** EXERCISE BRIEF **
When you reach the line containing "o debate para", stop after it; until then, copy each line of the listing exactly, starting with the first.
________________
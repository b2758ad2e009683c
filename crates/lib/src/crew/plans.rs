//! The two fixed crews: the user-facing project brief and the bot's own self-description.

use super::{AgentSpec, Crew, TaskSpec};
use std::sync::Arc;

/// Kickoff input holding the user's project description.
pub const USER_REQUEST_KEY: &str = "user_request";

/// Kickoff input holding the approved prompt for the self-description crew.
pub const APPROVED_PROMPT_KEY: &str = "approved_prompt";

/// Four stages: research, debate, consolidate into a technical prompt, validate and present.
pub fn project_brief_crew() -> Crew {
    let researcher = Arc::new(AgentSpec::new(
        "Especialista em Pesquisa e Tendências de Mercado",
        "Investigar tendências, tecnologias e soluções existentes relevantes para a demanda de projeto do usuário, fornecendo insights para o debate.",
        "Você é um pesquisador incansável, sempre em busca de informações atualizadas para embasar decisões de projeto e identificar oportunidades.",
    ));
    let strategist = Arc::new(AgentSpec::new(
        "Estrategista de Soluções e Facilitador de Debate",
        "Liderar o debate para conceituar a melhor abordagem técnica e funcional para o projeto do usuário, considerando viabilidade, inovação e escalabilidade.",
        "Com vasta experiência em arquitetura de sistemas e metodologias ágeis, você facilita a discussão e direciona a equipe para soluções eficazes e criativas.",
    ));
    let consolidator = Arc::new(AgentSpec::new(
        "Engenheiro de Prompt e Consolidador de Requisitos",
        "Transformar todas as discussões, pesquisas e debates em um prompt técnico claro, conciso e completo, pronto para ser validado pela equipe externa.",
        "Você é um mestre na arte de resumir e estruturar informações complexas em documentos técnicos de alta qualidade e prompts acionáveis, garantindo que nada essencial seja perdido.",
    ));
    let validator = Arc::new(AgentSpec::new(
        "Analista de Validação Externa e Qualidade de Prompt",
        "Validar a qualidade, clareza e completude do prompt técnico gerado, garantindo que ele atenda à demanda original do usuário e esteja pronto para a equipe de execução.",
        "Seu foco é a qualidade e a experiência do usuário final. Você garante que o prompt seja compreensível, útil e alinhado com as expectativas do cliente para quem vai executá-lo, identificando falhas e sugerindo aprimoramentos.",
    ));

    Crew::new("project-brief")
        .stage(
            researcher,
            TaskSpec::new(
                "{user_request} - Pesquisar e coletar informações relevantes sobre a demanda do usuário. Identifique os requisitos funcionais e não-funcionais, tecnologias mencionadas e desafios potenciais. Prepare um resumo para o debate.",
                "Um resumo detalhado da demanda do usuário, incluindo pontos chave, tecnologias, escopo inicial e quaisquer incertezas a serem discutidas.",
            ),
        )
        .stage(
            strategist,
            TaskSpec::new(
                "Com base na pesquisa da demanda e em conhecimentos técnicos, debata as melhores abordagens e soluções técnicas para o projeto do usuário. O objetivo é conceituar a estrutura do projeto, tecnologias principais e um plano de alto nível, considerando viabilidade, inovação e escalabilidade.",
                "Um rascunho de plano de projeto de alto nível, com a estrutura da solução, tecnologias principais debatidas e possíveis alternativas.",
            ),
        )
        .stage(
            consolidator,
            TaskSpec::new(
                "Consolidar os resultados da pesquisa e do debate em um *prompt técnico detalhado*. Este prompt deve ser um guia claro e acionável para a equipe de execução, incluindo: visão geral do projeto, requisitos funcionais, requisitos técnicos, tecnologias sugeridas, e a estrutura de módulos/componentes.",
                "Um prompt técnico completo e bem estruturado, pronto para ser validado, contendo todos os detalhes essenciais para iniciar o desenvolvimento (formato Markdown).",
            ),
        )
        .stage(
            validator,
            TaskSpec::new(
                "Revise o prompt técnico final gerado a partir da demanda '{user_request}'. Valide sua clareza, completude, alinhamento com a demanda original do usuário, e se ele está pronto para ser entregue à equipe de execução. Formate a saída para uma apresentação amigável e concisa ao usuário do WhatsApp, incluindo um resumo do plano e indicando que ele foi validado, além de mencionar os próximos passos (que a equipe de execução vai trabalhar nisso). Se houver correções, inclua-as de forma clara. Mantenha a resposta concisa para WhatsApp.",
                "O prompt técnico final validado ou um relatório conciso com sugestões de correção. O output deve ser direto para o usuário do WhatsApp, com um resumo do plano e os próximos passos claros.",
            ),
        )
}

/// Description of the bot itself, fed to [`self_description_crew`] at startup.
pub const BOT_APPROVED_PROMPT: &str = r#"O projeto a ser desenvolvido é um **"Assistente de Projetos com IA para Profissionais no WhatsApp"**. Este bot tem como objetivo principal ajudar profissionais a conceituar e planejar seus projetos de software ou IA, passando por um processo colaborativo e validado.

**Fluxo de Interação do Bot com o Usuário (Capacidades Principais):**
1. **Brainstorming & Planejamento:** O bot recebe a descrição do projeto do usuário. Uma equipe interna de agentes de IA composta por um *Pesquisador*, *Estrategista* e *Consolidador* debate e gera um "Prompt Técnico Validado" detalhado para o projeto do usuário.
2. **Validação Externa:** O "Prompt Técnico Validado" é então analisado por um *Validador Externo* que garante sua clareza, completude e alinhamento com a demanda original do usuário, antes de ser apresentado.
3. **Simulação de Execução:** O bot informa ao usuário que o "Prompt Técnico Validado" seria então entregue a uma "Equipe de Execução" (conceitual neste MVP) que desenvolveria back-end, front-end e faria a validação.
4. **Canal Aberto para Dúvidas e Suporte:** Após a entrega do prompt, o bot oferece suporte contínuo para tirar dúvidas, ajudar na execução local, corrigir erros e fornecer recursos (links, docs).

**Requisitos Chave do Bot (como sistema):**
1. **Interface WhatsApp:** Receber e enviar mensagens via Twilio.
2. **Orquestração de IA:** Agentes especializados colaborando em sequência para planejar projetos.
3. **Geração de Prompt Técnico:** A saída principal do bot deve ser um prompt técnico detalhado e validado para o projeto do usuário.
4. **Suporte Interativo:** Capacidade de responder a perguntas de acompanhamento sobre o plano ou execução.
5. **Privacidade Total:** Nenhuma mensagem ou dado do usuário será armazenado em disco. O processamento é em memória.

**Tecnologias Esperadas para o Bot:** Rust (axum, tokio), Google Gemini API, Twilio WhatsApp API."#;

/// Six stages describing the bot: requirements, architecture, back end, front end, QA, documentation.
pub fn self_description_crew() -> Crew {
    const BOT: &str = "\"Assistente de Projetos com IA para WhatsApp\"";

    let requirements = Arc::new(AgentSpec::new(
        "Engenheiro de Requisitos de Software",
        "Traduzir requisitos do projeto do bot em funcionalidades e especificações claras.",
        "Você é um engenheiro de requisitos experiente em transformar conceitos de bots de IA em especificações técnicas detalhadas.",
    ));
    let architect = Arc::new(AgentSpec::new(
        "Arquiteto de Software e IA",
        "Definir a arquitetura técnica do bot, suas interações com LLMs e APIs.",
        "Com anos de experiência em engenharia de software e IA, você estrutura soluções escaláveis e eficientes para bots conversacionais.",
    ));
    let backend = Arc::new(AgentSpec::new(
        "Desenvolvedor Back-End do Bot",
        "Desenvolver a lógica de comunicação, orquestração dos agentes e integração com as APIs da Twilio e do Google Gemini.",
        "Você é um desenvolvedor focado na criação de APIs robustas e lógica de negócio para bots de IA.",
    ));
    let frontend = Arc::new(AgentSpec::new(
        "Desenvolvedor Front-End de Interface de Teste",
        "Criar interfaces de teste e mensagens iniciais amigáveis para o bot.",
        "Especialista em experiências digitais, você transforma funcionalidades em interfaces bonitas e intuitivas, e mensagens claras para o usuário.",
    ));
    let qa = Arc::new(AgentSpec::new(
        "Validador QA do Bot",
        "Validar se o bot atende aos requisitos de funcionalidade, privacidade e usabilidade.",
        "Você é um analista de qualidade com olhar atento para erros e inconsistências em bots de IA.",
    ));
    let docs = Arc::new(AgentSpec::new(
        "Documentador e Suporte de Conhecimento do Bot",
        "Documentar as funcionalidades do bot e preparar guias de uso/solução de problemas internos.",
        "Você é essencial para garantir que o conhecimento sobre o bot esteja acessível e que ele possa ser mantido e aprimorado.",
    ));

    Crew::new("self-description")
        .stage(
            requirements,
            TaskSpec::new(
                format!("Analisar o prompt que define o {BOT} e extrair seus requisitos, funcionalidades e fluxo de interação.\n\nPrompt aprovado:\n{{approved_prompt}}"),
                format!("Lista detalhada de requisitos e funcionalidades para o {BOT}."),
            ),
        )
        .stage(
            architect,
            TaskSpec::new(
                format!("Propor a arquitetura do {BOT}, incluindo tecnologias, camadas da aplicação e como a equipe de agentes se integrará com Twilio e Gemini."),
                format!("Documento de arquitetura detalhado para o {BOT}."),
            ),
        )
        .stage(
            backend,
            TaskSpec::new(
                format!("Desenvolver o back-end do {BOT} conforme os requisitos e arquitetura definidos, focando na orquestração dos agentes e na API do WhatsApp."),
                format!("Código-fonte completo do back-end para o {BOT}."),
            ),
        )
        .stage(
            frontend,
            TaskSpec::new(
                format!("Criar as mensagens de boas-vindas e orientação para o {BOT} e definir uma interface de teste conceitual se aplicável."),
                "Textos das mensagens de interação do bot e plano conceitual para interface de teste.",
            ),
        )
        .stage(
            qa,
            TaskSpec::new(
                format!("Testar o {BOT} para garantir que suas funcionalidades (brainstorming, validação, suporte) operem conforme o esperado e que a privacidade seja mantida."),
                format!("Relatório de validação detalhado para o {BOT}."),
            ),
        )
        .stage(
            docs,
            TaskSpec::new(
                format!("Compilar FAQ e documentação interna para o uso e manutenção do {BOT}."),
                format!("Documentação interna e FAQ para o {BOT}."),
            ),
        )
}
________________
** RESPONSE BOX **
repository b2758ad2e009683c
filename crates/lib/src/crew/plans.rs
//! The two fixed crews: the user-facing project brief and the bot's own self-description.

use super::{AgentSpec, Crew, TaskSpec};
use std::sync::Arc;

/// Kickoff input holding the user's project description.
pub const USER_REQUEST_KEY: &str = "user_request";

/// Kickoff input holding the approved prompt for the self-description crew.
pub const APPROVED_PROMPT_KEY: &str = "approved_prompt";

/// Four stages: research, debate, consolidate into a technical prompt, validate and present.
pub fn project_brief_crew() -> Crew {
    let researcher = Arc::new(AgentSpec::new(
        "Especialista em Pesquisa e Tendências de Mercado",
        "Investigar tendências, tecnologias e soluções existentes relevantes para a demanda de projeto do usuário, fornecendo insights para o debate.",
        "Você é um pesquisador incansável, sempre em busca de informações atualizadas para embasar decisões de projeto e identificar oportunidades.",
    ));
    let strategist = Arc::new(AgentSpec::new(
        "Estrategista de Soluções e Facilitador de Debate",
        "Liderar o debate para conceituar a melhor abordagem técnica e funcional para o projeto do usuário, considerando viabilidade, inovação e escalabilidade.",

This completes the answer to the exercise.